Bible Myths and their Parallels in other Religions Being a Comparison of the Old and New Testament Myths and Miracles with those of the Heathen Nations of Antiquity Considering also their Origin and Meaning
"In hymn vii. we find the Sun invoked as 'The Protector of everything that moves or stands, of all that exists.'"
"Frequent allusion is made to the Sun's power of seeing everything. The stars flee before the all-seeing Sun, like thieves (R. V. vii.). He sees the right and the wrong among men (Ibid.). He who looks upon the world, knows also all the thoughts in men (Ibid.)."
"As the Sun sees everything and knows everything, he is asked to forget and forgive what he alone has seen and knows (R. V. iv.)."
"The Sun is asked to drive away illness and bad dreams (R. V. x.)."
"Having once, and more than once, been invoked as the life-bringer, the Sun is also called the breath or life of all that moves and rests (R. V. i.); and lastly, he becomes the maker of all things, by whom all the worlds have been brought together (R. V. x.), and . . . Lord of man and of all living creatures."
"He is the God among gods (R. V. i.); he is the divine leader of all the gods (R. V. viii.)."
"He alone rules the whole world (R. V. v.). The laws which he has established are firm (R. V. iv.), and the other gods not only praise him (R. V. vii.), but have to follow him as their leader (R. V. v.)."[473:1]
That the history of Christ Jesus, the Christian Saviour,—"the true Light, which lighteth every man that cometh into the world,"[473:2]—is simply the history of the Sun—the real Saviour of mankind—is demonstrated beyond a doubt from the following indisputable facts:
1. The birth of Christ Jesus is said to have taken place at early dawn[473:3] on the 25th day of December. Now, this is the Sun's birthday. At the commencement of the sun's apparent annual revolution round the earth, he was said to have been born, and, on the first moment after midnight of the 24th of December, all the heathen nations of the earth, as if by common consent, celebrated the accouchement of the "Queen of Heaven," of the "Celestial Virgin of the Sphere," and the birth of the god Sol. On that day the sun having fully entered the winter solstice, the Sign of the Virgin was rising on the eastern horizon. The woman's symbol of this stellar sign was represented first by ears of corn, then with a new-born male child in her arms. Such was the picture of the Persian sphere cited by Aben-Ezra:
"The division of the first decan of the Virgin represents a beautiful virgin with flowing hair, sitting in a chair, with two ears of corn in her hand, and suckling an infant called Iesus by some nations, and Christ in Greek."[474:1]

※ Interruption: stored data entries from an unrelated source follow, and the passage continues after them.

//! Per-category round history.

use chrono::{DateTime, Utc};
use serde::{Deserialize, Serialize};
use tracing::{debug, info};

use super::log::{RoundEntry, RoundLog};
use super::record::{Category, GroupRound, OrderRound, RoleRound, RoundRecord};

/// Group, order and role rounds, each with its own cursor
#[derive(Debug, Clone, Default, PartialEq, Eq, Serialize, Deserialize)]
pub struct RoundHistory {
    groups: RoundLog<GroupRound>,
    order: RoundLog<OrderRound>,
    roles: RoundLog<RoleRound>,
}

impl RoundHistory {
    pub fn new() -> Self {
        Self::default()
    }

    /// Assemble a history from already-built logs
    pub fn from_logs(
        groups: RoundLog<GroupRound>,
        order: RoundLog<OrderRound>,
        roles: RoundLog<RoleRound>,
    ) -> Self {
        Self {
            groups,
            order,
            roles,
        }
    }

    pub fn groups(&self) -> &RoundLog<GroupRound> {
        &self.groups
    }

    pub fn order(&self) -> &RoundLog<OrderRound> {
        &self.order
    }

    pub fn roles(&self) -> &RoundLog<RoleRound> {
        &self.roles
    }

    /// Record a finished round, stamped now.
    ///
    /// Returns whether anything was appended: a group round whose roster
    /// matches the newest group round is skipped, and the groups cursor
    /// moves to that round instead.
    pub fn record(&mut self, record: impl Into<RoundRecord>) -> bool {
        self.record_at(record, Utc::now())
    }

    /// [`record`](Self::record) with an explicit timestamp
    pub fn record_at(
        &mut self,
        record: impl Into<RoundRecord>,
        timestamp: DateTime<Utc>,
    ) -> bool {
        let record = record.into();
        let category = record.category();
        let round = match record {
            RoundRecord::Groups(round) => {
                if self
                    .groups
                    .last()
                    .is_some_and(|last| last.payload.same_roster(&round))
                {
                    debug!("Group roster unchanged, not recording");
                    self.groups.seek_last();
                    return false;
                }
                self.groups.record_at(round, timestamp).round
            }
            RoundRecord::Order(round) => self.order.record_at(round, timestamp).round,
            RoundRecord::Roles(round) => self.roles.record_at(round, timestamp).round,
        };
        info!(category = %category, round, "Round recorded");
        true
    }

    /// Step `category` back one round. Returns false at the first round.
    pub fn back(&mut self, category: Category) -> bool {
        match category {
            Category::Groups => self.groups.back(),
            Category::Order => self.order.back(),
            Category::Roles => self.roles.back(),
        }
    }

    /// Step `category` forward one round. Returns false at the newest round.
    pub fn forward(&mut self, category: Category) -> bool {
        match category {
            Category::Groups => self.groups.forward(),
            Category::Order => self.order.forward(),
            Category::Roles => self.roles.forward(),
        }
    }

    /// Move `category`'s cursor to `index`. Returns false when out of range.
    pub fn seek(&mut self, category: Category, index: usize) -> bool {
        match category {
            Category::Groups => self.groups.seek(index),
            Category::Order => self.order.seek(index),
            Category::Roles => self.roles.seek(index),
        }
    }

    /// Record under `category`'s cursor
    pub fn current(&self, category: Category) -> Option<RoundRecord> {
        match category {
            Category::Groups => self
                .groups
                .current()
                .map(|e| RoundRecord::Groups(e.payload.clone())),
            Category::Order => self
                .order
                .current()
                .map(|e| RoundRecord::Order(e.payload.clone())),
            Category::Roles => self
                .roles
                .current()
                .map(|e| RoundRecord::Roles(e.payload.clone())),
        }
    }

    pub fn current_groups(&self) -> Option<&RoundEntry<GroupRound>> {
        self.groups.current()
    }

    pub fn current_order(&self) -> Option<&RoundEntry<OrderRound>> {
        self.order.current()
    }

    pub fn current_roles(&self) -> Option<&RoundEntry<RoleRound>> {
        self.roles.current()
    }

    pub fn len(&self, category: Category) -> usize {
        match category {
            Category::Groups => self.groups.len(),
            Category::Order => self.order.len(),
            Category::Roles => self.roles.len(),
        }
    }

    pub fn cursor(&self, category: Category) -> Option<usize> {
        match category {
            Category::Groups => self.groups.cursor(),
            Category::Order => self.order.cursor(),
            Category::Roles => self.roles.cursor(),
        }
    }

    pub fn position_label(&self, category: Category) -> Option<String> {
        match category {
            Category::Groups => self.groups.position_label(),
            Category::Order => self.order.position_label(),
            Category::Roles => self.roles.position_label(),
        }
    }

    pub fn can_go_back(&self, category: Category) -> bool {
        match category {
            Category::Groups => self.groups.can_go_back(),
            Category::Order => self.order.can_go_back(),
            Category::Roles => self.roles.can_go_back(),
        }
    }

    pub fn can_go_forward(&self, category: Category) -> bool {
        match category {
            Category::Groups => self.groups.can_go_forward(),
            Category::Order => self.order.can_go_forward(),
            Category::Roles => self.roles.can_go_forward(),
        }
    }

    /// True when no category has any round
    pub fn is_empty(&self) -> bool {
        Category::ALL.iter().all(|c| self.len(*c) == 0)
    }

    /// Drop every round in every category
    pub fn clear(&mut self) {
        let dropped: usize = Category::ALL.iter().map(|c| self.len(*c)).sum();
        self.groups.clear();
        self.order.clear();
        self.roles.clear();
        info!(dropped, "History cleared");
    }
}
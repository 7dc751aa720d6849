//! Forgiving decoder for the human-edited display form.
//!
//! Older rosters were edited as `name#<n> 巡目：<label>` (or the English
//! `name#round <n>: <label>`) with the group's display label instead of its
//! letter. This decoder turns such lines back into raw text. It never
//! fails: a label that no longer resolves degrades to a round-only tag
//! (`#3`), which the canonical parser then ignores.

use regex::Regex;
use std::sync::LazyLock;

use crate::groups::GroupLayout;

static CANONICAL_TOKEN_RE: LazyLock<Regex> = LazyLock::new(|| {
    Regex::new(r"^(\d+)([A-Z])$").expect("CANONICAL_TOKEN_RE regex should compile")
});

static LABELLED_TOKEN_RE: LazyLock<Regex> = LazyLock::new(|| {
    Regex::new(r"^(?:(\d+)\s*巡目|(?i:round)\s*(\d+))\s*[:：]\s*(.+)$")
        .expect("LABELLED_TOKEN_RE regex should compile")
});

static GROUP_PREFIX_RE: LazyLock<Regex> = LazyLock::new(|| {
    Regex::new(r"^(?:グループ|(?i:group))\s*").expect("GROUP_PREFIX_RE regex should compile")
});

static LINE_RE: LazyLock<Regex> =
    LazyLock::new(|| Regex::new(r"\r?\n").expect("LINE_RE regex should compile"));

/// A tag recovered from display text
#[derive(Debug, Clone, PartialEq, Eq)]
pub struct DecodedTag {
    pub round: String,
    /// `None` when the label could not be resolved
    pub group: Option<char>,
}

impl DecodedTag {
    fn to_raw(&self) -> String {
        match self.group {
            Some(g) => format!("#{}{}", self.round, g),
            None => format!("#{}", self.round),
        }
    }
}

/// Decode one display token (the text between two `#`)
pub fn decode_token(token: &str, layout: &GroupLayout) -> String {
    let token = token.trim();

    if let Some(caps) = CANONICAL_TOKEN_RE.captures(token) {
        return format!("#{}{}", &caps[1], &caps[2]);
    }

    if let Some(caps) = LABELLED_TOKEN_RE.captures(token) {
        let round = caps
            .get(1)
            .or_else(|| caps.get(2))
            .map(|m| m.as_str().to_string())
            .unwrap_or_default();
        let label = caps[3].trim();
        let group = layout.id_for_label(label).or_else(|| {
            let stripped = GROUP_PREFIX_RE.replace(label, "");
            layout.id_for_label(stripped.trim())
        });
        return DecodedTag { round, group }.to_raw();
    }

    format!("#{}", token.trim_start_matches('#'))
}

/// Decode one display line into a raw roster line
pub fn decode_line(line: &str, layout: &GroupLayout) -> Option<String> {
    let mut parts = line.split('#').filter(|p| !p.is_empty());
    let base = parts.next()?.trim();
    let tags: String = parts.map(|tok| decode_token(tok, layout)).collect();
    let raw = format!("{}{}", base, tags);
    if raw.is_empty() {
        None
    } else {
        Some(raw)
    }
}

/// Decode display text (newline separated) into raw roster text
pub fn decode_display(text: &str, layout: &GroupLayout) -> String {
    LINE_RE
        .split(text)
        .map(str::trim)
        .filter(|l| !l.is_empty())
        .filter_map(|l| decode_line(l, layout))
        .collect::<Vec<_>>()
        .join("\n")
}

#[cfg(test)]
mod tests {
    use super::*;
    use crate::codec::entry::{parse, RoundTag};
    use crate::groups::GroupSettings;

    fn layout() -> GroupLayout {
        GroupSettings {
            custom_labels: vec!["Red".into(), "Blue".into()],
            ..Default::default()
        }
        .layout()
    }

    #[test]
    fn test_canonical_tokens_pass_through() {
        assert_eq!(decode_display("Alice#1A#2B", &layout()), "Alice#1A#2B");
    }

    #[test]
    fn test_japanese_round_label_resolves() {
        let raw = decode_display("Alice#1巡目：Blue#2 巡目 : Red", &layout());
        assert_eq!(raw, "Alice#1B#2A");
    }

    #[test]
    fn test_english_round_label_resolves() {
        let raw = decode_display("Bob#Round 3: Blue", &layout());
        assert_eq!(raw, "Bob#3B");
    }

    #[test]
    fn test_group_prefix_is_stripped() {
        let plain = GroupLayout::with_count(3);
        assert_eq!(decode_display("Cy#1巡目：グループC", &plain), "Cy#1C");
        assert_eq!(decode_display("Cy#round 2: Group B", &plain), "Cy#2B");
    }

    #[test]
    fn test_unresolved_label_degrades_to_round_only() {
        let raw = decode_display("Dee#4巡目：Green", &layout());
        assert_eq!(raw, "Dee#4");
        // the canonical parser drops the degraded tag instead of failing
        let entries = parse(&raw);
        assert_eq!(entries[0].name, "Dee");
        assert!(entries[0].history.is_empty());
    }

    #[test]
    fn test_unknown_tokens_are_kept() {
        assert_eq!(decode_display("Eve#note", &layout()), "Eve#note");
    }

    #[test]
    fn test_blank_lines_dropped_and_tags_parse() {
        let raw = decode_display("A#1巡目：Red\n\n\r\nB#1B\n", &layout());
        let entries = parse(&raw);
        assert_eq!(entries.len(), 2);
        assert_eq!(entries[0].history, vec![RoundTag::new(1, 'A')]);
        assert_eq!(entries[1].history, vec![RoundTag::new(1, 'B')]);
    }
}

This denotes the Sun, which, at the moment of the winter solstice, precisely when the Persian magi drew the horoscope of the new year, was placed on the bosom of the Virgin, rising heliacally in the eastern horizon. On this account he was figured in their astronomical pictures under the form of a child suckled by a chaste virgin.[474:2]
2. Christ Jesus was born of a Virgin. In this respect he is also the Sun, for 'tis the sun alone who can be born of an immaculate virgin, who conceived him without carnal intercourse, and who is still, after the birth of her child, a virgin.
This Virgin, of whom the Sun, the true "Saviour of Mankind," is born, is either the bright and beautiful Dawn,[474:4] or the dark Earth,[474:5] or Night.[474:6] Hence we have, as we have already seen, the Virgin, or Virgo, as one of the signs of the zodiac.[474:7]
This Celestial Virgin was feigned to be a mother. She is represented in the Indian Zodiac of Sir William Jones, with ears of corn in one hand, and the lotus in the other. In Kircher's Zodiac of Hermes, she has corn in both hands. In other planispheres of the Egyptian priests she carries ears of corn in one hand, and the infant Saviour Horus in the other. In Roman Catholic countries, she is [Pg 475]generally represented with the child in one hand, and the lotus or lily in the other. In Vol. II. of Montfaucon's work, she is represented as a female nursing a child, with ears of corn in her hand, and the legend IAO. She is seated on clouds, a star is at her head. The reading of the Greek letters, from right to left, show this to be very ancient.